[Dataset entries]
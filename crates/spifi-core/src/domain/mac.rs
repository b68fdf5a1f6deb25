//! Hardware address value object.
//!
//! The transmitter address (802.11 `addr2`) is the device identity used for
//! deduplication, so equality and hashing are on the raw octets and the
//! display form is the canonical lowercase colon notation.

use std::fmt;
use std::str::FromStr;

use serde::{de, Deserialize, Deserializer, Serialize, Serializer};

use crate::error::SpifiError;

// ---------------------------------------------------------------------------
// MacAddress -- Value Object
// ---------------------------------------------------------------------------

/// A 6-byte IEEE 802 MAC address.
#[derive(Clone, Copy, Hash, Eq, PartialEq, Ord, PartialOrd)]
pub struct MacAddress(pub [u8; 6]);

impl MacAddress {
    /// Parse a MAC address such as `"aa:bb:cc:dd:ee:ff"`.
    ///
    /// Hyphen separators (`AA-BB-CC-DD-EE-FF`) and upper-case hex are
    /// accepted as well.
    pub fn parse(s: &str) -> Result<Self, SpifiError> {
        let fail = || SpifiError::MacParseFailed {
            input: s.to_owned(),
        };

        let parts: Vec<&str> = s.trim().split([':', '-']).collect();
        if parts.len() != 6 {
            return Err(fail());
        }

        let mut bytes = [0u8; 6];
        for (i, part) in parts.iter().enumerate() {
            if part.len() != 2 || !part.bytes().all(|b| b.is_ascii_hexdigit()) {
                return Err(fail());
            }
            bytes[i] = u8::from_str_radix(part, 16).map_err(|_| fail())?;
        }
        Ok(Self(bytes))
    }

    /// Return the raw 6-byte address.
    pub fn as_bytes(&self) -> &[u8; 6] {
        &self.0
    }

    /// The organizationally unique identifier (first three octets).
    pub fn oui(&self) -> [u8; 3] {
        [self.0[0], self.0[1], self.0[2]]
    }

    /// Whether the locally-administered bit is set.
    ///
    /// Randomized probe addresses set this bit; they never appear in the
    /// IEEE registry.
    pub fn is_locally_administered(&self) -> bool {
        self.0[0] & 0x02 != 0
    }

    /// Whether this is a group (multicast/broadcast) address.
    pub fn is_multicast(&self) -> bool {
        self.0[0] & 0x01 != 0
    }
}

impl FromStr for MacAddress {
    type Err = SpifiError;

    fn from_str(s: &str) -> Result<Self, Self::Err> {
        Self::parse(s)
    }
}

impl fmt::Debug for MacAddress {
    fn fmt(&self, f: &mut fmt::Formatter<'_>) -> fmt::Result {
        write!(f, "MacAddress({self})")
    }
}

impl fmt::Display for MacAddress {
    fn fmt(&self, f: &mut fmt::Formatter<'_>) -> fmt::Result {
        let [a, b, c, d, e, g] = self.0;
        write!(f, "{a:02x}:{b:02x}:{c:02x}:{d:02x}:{e:02x}:{g:02x}")
    }
}

impl Serialize for MacAddress {
    fn serialize<S: Serializer>(&self, serializer: S) -> Result<S::Ok, S::Error> {
        serializer.collect_str(self)
    }
}

impl<'de> Deserialize<'de> for MacAddress {
    fn deserialize<D: Deserializer<'de>>(deserializer: D) -> Result<Self, D::Error> {
        let s = String::deserialize(deserializer)?;
        Self::parse(&s).map_err(de::Error::custom)
    }
}
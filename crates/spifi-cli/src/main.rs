//! spifi entry point.

use clap::Parser;
use tracing_subscriber::{layer::SubscriberExt, util::SubscriberInitExt, EnvFilter};

use spifi_cli::Cli;

fn main() -> anyhow::Result<()> {
    // Diagnostics go to stderr; stdout is reserved for the live view.
    tracing_subscriber::registry()
        .with(EnvFilter::try_from_default_env().unwrap_or_else(|_| EnvFilter::new("info")))
        .with(
            tracing_subscriber::fmt::layer()
                .with_target(false)
                .with_writer(std::io::stderr),
        )
        .init();

    let cli = Cli::parse();
    spifi_cli::run(cli)
}
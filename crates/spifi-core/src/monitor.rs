//! Census orchestrator (Domain Service).
//!
//! [`ProbeMonitor`] ties a [`ReportingSession`] to a [`RecurringTimer`] and
//! drains a [`FrameSource`] into it. The capture loop runs on the caller's
//! thread; reports are emitted from the timer thread.

use std::sync::atomic::{AtomicBool, Ordering};
use std::sync::Arc;
use std::time::Duration;

use crate::domain::frame::DecodedFrame;
use crate::domain::record::ReportRecord;
use crate::error::{SpifiError, SpifiResult};
use crate::port::FrameSource;
use crate::session::{ReportingSession, SightingOutcome};
use crate::timer::RecurringTimer;

/// How a call to [`ProbeMonitor::run`] ended.
#[derive(Debug, Clone, Copy, PartialEq, Eq)]
pub enum RunExit {
    /// The source reported end of stream.
    Exhausted,
    /// [`ProbeMonitor::cancel`] was called.
    Cancelled,
}

/// Drives a reporting session from a frame source and a report timer.
pub struct ProbeMonitor {
    session: Arc<ReportingSession>,
    timer: RecurringTimer,
    interval: Duration,
    cancelled: AtomicBool,
}

impl ProbeMonitor {
    /// Create a monitor reporting every `interval`.
    pub fn new(session: Arc<ReportingSession>, interval: Duration) -> SpifiResult<Self> {
        if interval.is_zero() {
            return Err(SpifiError::InvalidInterval(interval));
        }
        Ok(Self {
            session,
            timer: RecurringTimer::new(),
            interval,
            cancelled: AtomicBool::new(false),
        })
    }

    /// The session being fed.
    pub fn session(&self) -> &Arc<ReportingSession> {
        &self.session
    }

    /// The report timer.
    pub fn timer(&self) -> &RecurringTimer {
        &self.timer
    }

    /// Start periodic reporting.
    pub fn start(&self) -> SpifiResult<()> {
        let session = Arc::clone(&self.session);
        self.timer.start(self.interval, move || {
            match session.flush_report() {
                Ok(report) => tracing::info!(devices = report.device_count, "interval report"),
                Err(e) => tracing::error!(error = %e, "failed to write interval report"),
            }
        })
    }

    /// Feed one frame to the session.
    pub fn ingest(&self, frame: &DecodedFrame) -> SpifiResult<SightingOutcome> {
        self.session.record_sighting(frame)
    }

    /// Drain `source` until it ends or [`cancel`](Self::cancel) is called.
    ///
    /// Record-fatal errors from the source or the session are logged and the
    /// frame skipped. Any other error ends the run and is returned.
    pub fn run<S>(&self, source: &mut S) -> SpifiResult<RunExit>
    where
        S: FrameSource + ?Sized,
    {
        while !self.cancelled.load(Ordering::Acquire) {
            let frame = match source.next_frame() {
                Ok(Some(frame)) => frame,
                Ok(None) => return Ok(RunExit::Exhausted),
                Err(e) if e.is_record_fatal() => {
                    tracing::warn!(error = %e, "skipping undecodable frame");
                    continue;
                }
                Err(e) => return Err(e),
            };

            match self.ingest(&frame) {
                Ok(_) => {}
                Err(e) if e.is_record_fatal() => {
                    tracing::error!(address = %frame.transmitter, error = %e, "dropping sighting");
                }
                Err(e) => return Err(e),
            }
        }
        Ok(RunExit::Cancelled)
    }

    /// Ask a running [`run`](Self::run) loop to return after its current frame.
    pub fn cancel(&self) {
        self.cancelled.store(true, Ordering::Release);
    }

    /// Stop reporting, optionally emitting one last report for the partial
    /// interval.
    pub fn shutdown(&self, final_flush: bool) -> SpifiResult<Option<ReportRecord>> {
        self.cancel();
        self.timer.stop();
        if final_flush {
            return self.session.flush_report().map(Some);
        }
        Ok(None)
    }
}
//! spifi CLI
//!
//! Logs the number of unique 802.11 devices in an area over time.
//!
//! Decoded frames are read as JSON lines from a file or stdin (see
//! [`spifi_core::JsonLinesSource`]); every first probe request from a device
//! in an interval is written to the detail log, and the interval's device count
//! to the report log.
//!
//! # Usage
//!
//! ```bash
//! # Replay a capture, 5 minute reports, with vendor/SSID/RSSI columns
//! dissector --json wlan0mon | spifi -I 300 -f -s -r --oui-file /usr/share/ieee-data/oui.txt
//!
//! # Process a recorded file once and exit
//! spifi --input frames.jsonl --exit-on-eof -l
//! ```

use std::path::PathBuf;

use anyhow::Result;
use clap::Parser;
use spifi_core::TimeFormat;

pub mod app;
pub mod config;
pub mod sinks;

pub use app::run;
pub use config::SpifiConfig;

/// spifi command line interface
#[derive(Parser, Debug)]
#[command(name = "spifi")]
#[command(author, version, about = "A tool for logging the number of unique 802.11 devices in an area over time")]
pub struct Cli {
    /// Config file (default: first of spifi.toml, /etc/spifi/spifi.toml)
    #[arg(short = 'c', long, value_name = "PATH")]
    pub config: Option<PathBuf>,

    /// Decoded frame stream, one JSON frame per line ("-" for stdin)
    #[arg(short = 'i', long, value_name = "PATH", default_value = "-")]
    pub input: String,

    /// Output time format (epoch/unix, iso)
    #[arg(short = 't', long)]
    pub time: Option<TimeFormat>,

    /// Logging output location
    #[arg(short = 'o', long, value_name = "PATH")]
    pub output: Option<PathBuf>,

    /// Report output location
    #[arg(short = 'O', long, value_name = "PATH")]
    pub report_output: Option<PathBuf>,

    /// Output field delimiter
    #[arg(short = 'd', long)]
    pub delimiter: Option<String>,

    /// Include MAC address manufacturer
    #[arg(short = 'f', long, value_name = "BOOL", num_args = 0..=1, default_missing_value = "true", value_parser = switch)]
    pub mac_info: Option<bool>,

    /// Include probe SSID in output
    #[arg(short = 's', long, value_name = "BOOL", num_args = 0..=1, default_missing_value = "true", value_parser = switch)]
    pub ssid: Option<bool>,

    /// Include RSSI in output
    #[arg(short = 'r', long, value_name = "BOOL", num_args = 0..=1, default_missing_value = "true", value_parser = switch)]
    pub rssi: Option<bool>,

    /// Enable scrolling live view of the logfile
    #[arg(short = 'l', long, value_name = "BOOL", num_args = 0..=1, default_missing_value = "true", value_parser = switch)]
    pub log: Option<bool>,

    /// Time in seconds between reports
    #[arg(short = 'I', long, value_name = "SECS")]
    pub report_interval: Option<u64>,

    /// IEEE OUI registry file for manufacturer lookup
    #[arg(long, value_name = "PATH")]
    pub oui_file: Option<PathBuf>,

    /// Emit a final partial report and exit when the input ends
    #[arg(long)]
    pub exit_on_eof: bool,
}

fn switch(value: &str) -> Result<bool, String> {
    config::parse_switch(value).map_err(|e| e.to_string())
}

impl Cli {
    /// Resolve the effective configuration: flags over env over file over
    /// defaults.
    pub fn resolve_config(&self) -> Result<SpifiConfig> {
        let mut config = SpifiConfig::load(self.config.as_deref())?;
        self.apply(&mut config);
        config.validate()?;
        Ok(config)
    }

    /// Overlay the flags that were given on the command line.
    pub fn apply(&self, config: &mut SpifiConfig) {
        if let Some(time) = self.time {
            config.time = time;
        }
        if let Some(output) = &self.output {
            config.output = output.clone();
        }
        if let Some(report_output) = &self.report_output {
            config.report_output = report_output.clone();
        }
        if let Some(delimiter) = &self.delimiter {
            config.delimiter = delimiter.clone();
        }
        if let Some(mac_info) = self.mac_info {
            config.mac_info = mac_info;
        }
        if let Some(ssid) = self.ssid {
            config.ssid = ssid;
        }
        if let Some(rssi) = self.rssi {
            config.rssi = rssi;
        }
        if let Some(log) = self.log {
            config.log = log;
        }
        if let Some(interval) = self.report_interval {
            config.report_interval = interval;
        }
        if let Some(oui_file) = &self.oui_file {
            config.oui_file = Some(oui_file.clone());
        }
    }
}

[TASK DIRECTIONS]
Report how many lines of the data hold the string "ReportingSession"; give only the number.

[TASK RESULT]
5